Sempre più spesso si sente parlare di Alzheimer, demenza, perdita delle funzioni cognitive ma cosa c’è dietro tutto questo? Chi sono le persone che ne soffrono?

Un’anziana signora, gran lavoratrice e fantastica nonna, un giorno dimentica la strada di casa ma poco importa, l’età c’è e i figli non se ne preoccupano; poi accade che dimentica di prendere le pasticche per la pressione ma dice di essere stata presa da altre cose da fare e proprio non se l’è ricordato; e così via nei giorni seguenti altre dimenticanze e disattenzioni insospettiscono i figli che decidono di portare la madre prima dal medico di famiglia e poi da un neurologo.

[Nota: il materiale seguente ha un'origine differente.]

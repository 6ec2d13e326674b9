//! Pool of directory connections.
//!
//! A checkout hands out a [`PooledConnection`] guard; dropping the guard
//! returns the connection, so every exit path of the caller releases it.

use super::config::PoolConfig;
use super::connection::{DirectoryConnection, DirectoryError, DirectoryResult};
use log::trace;
use parking_lot::{Condvar, Mutex};
use std::ops::{Deref, DerefMut};
use std::sync::Arc;
use std::time::Instant;

type ConnectFn = dyn Fn() -> DirectoryResult<Box<dyn DirectoryConnection>> + Send + Sync;

struct PoolState {
    idle: Vec<Box<dyn DirectoryConnection>>,
    /// Connections in existence, idle or checked out
    open: usize,
}

struct PoolInner {
    connect: Box<ConnectFn>,
    config: PoolConfig,
    state: Mutex<PoolState>,
    available: Condvar,
}

#[derive(Clone)]
pub struct ConnectionPool {
    inner: Arc<PoolInner>,
}

impl ConnectionPool {
    pub fn new(
        config: PoolConfig,
        connect: impl Fn() -> DirectoryResult<Box<dyn DirectoryConnection>> + Send + Sync + 'static,
    ) -> Self {
        Self {
            inner: Arc::new(PoolInner {
                connect: Box::new(connect),
                config,
                state: Mutex::new(PoolState {
                    idle: Vec::new(),
                    open: 0,
                }),
                available: Condvar::new(),
            }),
        }
    }

    /// Check out a connection, opening one if the pool has room and
    /// waiting up to the checkout timeout otherwise
    pub fn checkout(&self) -> DirectoryResult<PooledConnection> {
        let deadline = Instant::now() + self.inner.config.checkout_timeout();
        let mut state = self.inner.state.lock();
        loop {
            if let Some(conn) = state.idle.pop() {
                trace!("Checked out idle directory connection ({} open)", state.open);
                return Ok(self.guard(conn));
            }

            if state.open < self.inner.config.max_connections {
                state.open += 1;
                drop(state);
                // Gives the slot back if connecting fails or panics
                let mut slot = OpenSlot {
                    inner: &self.inner,
                    reserved: true,
                };
                let conn = (self.inner.connect)()?;
                slot.reserved = false;
                trace!("Opened new directory connection");
                return Ok(self.guard(conn));
            }

            if self
                .inner
                .available
                .wait_until(&mut state, deadline)
                .timed_out()
            {
                return Err(DirectoryError::PoolExhausted {
                    timeout_ms: self.inner.config.checkout_timeout_ms,
                });
            }
        }
    }

    fn guard(&self, conn: Box<dyn DirectoryConnection>) -> PooledConnection {
        PooledConnection {
            inner: Arc::clone(&self.inner),
            conn: Some(conn),
        }
    }

    pub fn idle_count(&self) -> usize {
        self.inner.state.lock().idle.len()
    }

    pub fn open_count(&self) -> usize {
        self.inner.state.lock().open
    }
}

struct OpenSlot<'a> {
    inner: &'a PoolInner,
    reserved: bool,
}

impl Drop for OpenSlot<'_> {
    fn drop(&mut self) {
        if self.reserved {
            self.inner.state.lock().open -= 1;
            self.inner.available.notify_one();
        }
    }
}

/// Checked-out connection, returned to the pool on drop
pub struct PooledConnection {
    inner: Arc<PoolInner>,
    conn: Option<Box<dyn DirectoryConnection>>,
}

impl Deref for PooledConnection {
    type Target = dyn DirectoryConnection;

    fn deref(&self) -> &Self::Target {
        // Only taken in drop
        self.conn.as_deref().unwrap_or_else(|| unreachable!())
    }
}

impl DerefMut for PooledConnection {
    fn deref_mut(&mut self) -> &mut Self::Target {
        self.conn.as_deref_mut().unwrap_or_else(|| unreachable!())
    }
}

impl Drop for PooledConnection {
    fn drop(&mut self) {
        let Some(conn) = self.conn.take() else {
            return;
        };
        let mut state = self.inner.state.lock();
        if conn.is_valid() {
            state.idle.push(conn);
        } else {
            // Broken connections are discarded and their slot freed
            state.open -= 1;
        }
        trace!("Released directory connection ({} idle)", state.idle.len());
        drop(state);
        self.inner.available.notify_one();
    }
}

#[cfg(test)]
mod tests {
    use super::*;
    use crate::directory::connection::{EntryStream, SearchRequest};
    use std::sync::atomic::{AtomicUsize, Ordering};
    use std::thread;
    use std::time::Duration;

    struct StubConnection {
        valid: bool,
    }

    impl DirectoryConnection for StubConnection {
        fn search(&mut self, _request: &SearchRequest) -> DirectoryResult<EntryStream<'_>> {
            Ok(Box::new(std::iter::empty()))
        }

        fn is_valid(&self) -> bool {
            self.valid
        }
    }

    fn pool(max_connections: usize, timeout_ms: u64) -> (ConnectionPool, Arc<AtomicUsize>) {
        let opened = Arc::new(AtomicUsize::new(0));
        let counter = Arc::clone(&opened);
        let config = PoolConfig {
            max_connections,
            checkout_timeout_ms: timeout_ms,
        };
        let pool = ConnectionPool::new(config, move || {
            counter.fetch_add(1, Ordering::SeqCst);
            Ok(Box::new(StubConnection { valid: true }) as Box<dyn DirectoryConnection>)
        });
        (pool, opened)
    }

    #[test]
    fn test_connections_are_reused() -> DirectoryResult<()> {
        let (pool, opened) = pool(2, 100);
        {
            let _a = pool.checkout()?;
            assert_eq!(pool.idle_count(), 0);
        }
        assert_eq!(pool.idle_count(), 1);
        let _b = pool.checkout()?;
        assert_eq!(opened.load(Ordering::SeqCst), 1);
        Ok(())
    }

    #[test]
    fn test_checkout_times_out_when_exhausted() -> DirectoryResult<()> {
        let (pool, _) = pool(1, 20);
        let _held = pool.checkout()?;
        assert_eq!(
            pool.checkout().err(),
            Some(DirectoryError::PoolExhausted { timeout_ms: 20 })
        );
        Ok(())
    }

    #[test]
    fn test_waiter_gets_released_connection() -> DirectoryResult<()> {
        let (pool, opened) = pool(1, 2000);
        let held = pool.checkout()?;
        thread::scope(|s| {
            let waiter = s.spawn(|| pool.checkout().map(|_| ()));
            thread::sleep(Duration::from_millis(20));
            drop(held);
            waiter.join().unwrap_or(Err(DirectoryError::Connection("panicked".into())))
        })?;
        assert_eq!(opened.load(Ordering::SeqCst), 1);
        Ok(())
    }

    #[test]
    fn test_invalid_connections_are_discarded() -> DirectoryResult<()> {
        let pool = ConnectionPool::new(PoolConfig::default(), || {
            Ok(Box::new(StubConnection { valid: false }) as Box<dyn DirectoryConnection>)
        });
        drop(pool.checkout()?);
        assert_eq!(pool.idle_count(), 0);
        assert_eq!(pool.open_count(), 0);
        Ok(())
    }

    #[test]
    fn test_failed_connect_frees_slot() {
        let pool = ConnectionPool::new(
            PoolConfig {
                max_connections: 1,
                checkout_timeout_ms: 10,
            },
            || Err(DirectoryError::Connection("refused".to_string())),
        );
        assert!(matches!(pool.checkout(), Err(DirectoryError::Connection(_))));
        assert!(matches!(pool.checkout(), Err(DirectoryError::Connection(_))));
        assert_eq!(pool.open_count(), 0);
    }

    #[test]
    fn test_panicking_connect_frees_slot() -> DirectoryResult<()> {
        let attempts = AtomicUsize::new(0);
        let pool = ConnectionPool::new(
            PoolConfig {
                max_connections: 1,
                checkout_timeout_ms: 10,
            },
            move || {
                if attempts.fetch_add(1, Ordering::SeqCst) == 0 {
                    panic!("connector bug");
                }
                Ok(Box::new(StubConnection { valid: true }) as Box<dyn DirectoryConnection>)
            },
        );
        let outcome = std::panic::catch_unwind(std::panic::AssertUnwindSafe(|| pool.checkout().map(|_| ())));
        assert!(outcome.is_err());
        assert_eq!(pool.open_count(), 0);

        let _conn = pool.checkout()?;
        assert_eq!(pool.open_count(), 1);
        Ok(())
    }
}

Dapprima raccontano gli accaduti, con un misto d’ironia, quasi per minimizzare il problema, grande, che si nasconde dietro.

Il medico parla, fa congetture, guarda i risultati dei test che ha sottoposto alla signora ma loro sono lì, interdetti; lui dice qualcosa in merito a demenza d’Alzheimer e loro proprio non sanno da dove partire, di cosa si tratti. Segue la fase della ricerca, siti internet soprattutto, per cercare di districarsi tra le mille informazioni. Quando si realizza finalmente e brutalmente con cosa si ha a che fare la prima domanda è “perché proprio a lei, perché proprio a noi”?

È vero, come accettare una simile malattia per il proprio caro? Una malattia che nei mesi ed anni successivi può arrivare a portare via ciò che uno ha di più caro, i suoi ricordi, reminescenze di un’intera vita spazzate via nel giro di poco tempo.

Si inizia così, piccole e ininfluenti dimenticanze, come è successo a mia nonna ormai due anni fa,  ad esempio mettere il pacco di farina nella lavastoviglie o incolpare i ladri di aver rubato i piatti (che in realtà erano semplicemente nella credenza, dove erano sempre stati).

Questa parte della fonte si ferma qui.